From U.S. v. City of Detroit, 2010 U.S. Dist. LEXIS 134852 (E.D. Mich. Dec. 21, 2010):
This civil rights action — now in its seventh year — involves an ongoing effort to enforce and implement two Consent Judgments that were agreed upon by the City of Detroit ("City") and the Department of Justice ("DOJ"). These Consent Judgments arose in response to accusations by the DOJ that the City, through its Police Department ("DPD"), had engaged in a pattern or practice of (1) using unlawful levels of force in its arrests and detentions, and (2) providing unconstitutional or otherwise unlawful living conditions to prisoners who had been confined in its holding cells.
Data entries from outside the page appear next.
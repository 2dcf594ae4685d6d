//! Process-id expansion for raw input lines.

/// Replace each `$$` pair with `pid` in a single left-to-right pass.
///
/// Any `$` not immediately followed by another `$` (including one at
/// end of line) stays a literal `$`. The inserted digits are never
/// rescanned, so a pid can never trigger further expansion. Cannot
/// fail for a well-formed line.
pub fn expand_pid(input: &str, pid: &str) -> String {
    let mut out = String::with_capacity(input.len());
    let mut chars = input.chars().peekable();
    while let Some(ch) = chars.next() {
        if ch == '$' && chars.peek() == Some(&'$') {
            chars.next();
            out.push_str(pid);
        } else {
            out.push(ch);
        }
    }
    out
}

#[cfg(test)]
mod tests {
    use super::*;

    #[test]
    fn expands_pair_to_pid() {
        assert_eq!(expand_pid("echo $$", "4567"), "echo 4567");
    }

    #[test]
    fn expands_every_pair() {
        assert_eq!(expand_pid("$$ and $$", "12"), "12 and 12");
    }

    #[test]
    fn lone_dollar_is_literal() {
        assert_eq!(expand_pid("cost $5", "99"), "cost $5");
    }

    #[test]
    fn trailing_dollar_is_literal() {
        assert_eq!(expand_pid("echo $", "99"), "echo $");
    }

    #[test]
    fn odd_run_leaves_literal_remainder() {
        // pairs consume left to right; the odd one out stays
        assert_eq!(expand_pid("$$$", "7"), "7$");
        assert_eq!(expand_pid("$$$$", "7"), "77");
    }

    #[test]
    fn adjacent_to_text() {
        assert_eq!(expand_pid("file$$_log", "300"), "file300_log");
    }

    #[test]
    fn no_dollar_passes_through() {
        assert_eq!(expand_pid("ls -la /tmp", "1"), "ls -la /tmp");
    }
}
On the same day that the Consent Judgments were entered, the Court appointed Sheryl L. Robinson (now known as Sheryl Robinson Wood), assisted by Kroll, Inc., 1 to serve as the independent federal monitor in this case. On July 23, 2009, the Court accepted the resignation of Robinson Wood from her position as the independent federal monitor following its review of documents in camera which led it to conclude that she "had engaged in conduct which was totally inconsistent with the terms and conditions of the two Consent Judgments . . . ." *** The conduct to which the Court had alluded included "undisclosed communications, as well as meetings of a personal nature, with the former City of Detroit Mayor Kwame Kilpatrick during the term of the Consent Judgments," as well as "inappropriate discussions with [Kilpatrick] about this lawsuit." ***
The City has now filed a motion in which it requests that the Court impose sanctions upon Robinson Wood and the Firms in the form of a disgorgement of all the payments — totaling $10,049,493.33 — that the City made during the six years prior to her resignation. Thereafter, the DOJ, as the sole Plaintiff in this litigation, filed a response in which it generally supported the City's request. However, the DOJ submits that the requested disgorgement should be limited only to the portion of the payments that is attributable to Robinson Wood. ***
Furthermore, the Court has very serious reservations regarding its authority to order — and to enforce — the relief that the City seeks to obtain in its motion. Neither Robinson Wood nor the Firms are parties to this case. Although many courts have addressed the issue of whether the inherent authority of a court to sanction litigants extends to non-parties, no clear rule has emerged, especially with respect to non-parties who did not violate any specific court order. See, e.g., In re So. Mich. Assocs., 175 B.R. 976, 981-87 (Bankr. N.D. Ill. 1994) (reviewing conflicting decisions regarding whether district courts' inherent authority to impose sanctions extends to non-parties, and holding that "as a matter of law [the court] is unable to impose sanctions under its inherent authority against . . . a non-party expert witness who has not appeared before this court nor violated a court order). Compare Amerisource Corp. v. Rx USA Int'l Inc., No. 02-CV-2514, 2010 WL 2730748, at *5-6 (E.D.N.Y. July 6, 2010) (although non-parties are ordinarily not subject to court's inherent authority to impose sanctions, ordering sanctions against non-party because, "as the majority shareholder, chief executive, and only person affiliated with [the defendant] to have a substantive role in this litigation, [purported non-party] is [the defendant]"), with Feldman v. Davidson, 2009 WL 995473, at *2 (S.D. Fla. Apr. 13, 2009) (citation omitted) ("The court's inherent power to sanction includes sanctioning non-parties for bad faith conduct. However, additional safeguards may be warranted when a non-party is being sanctioned.").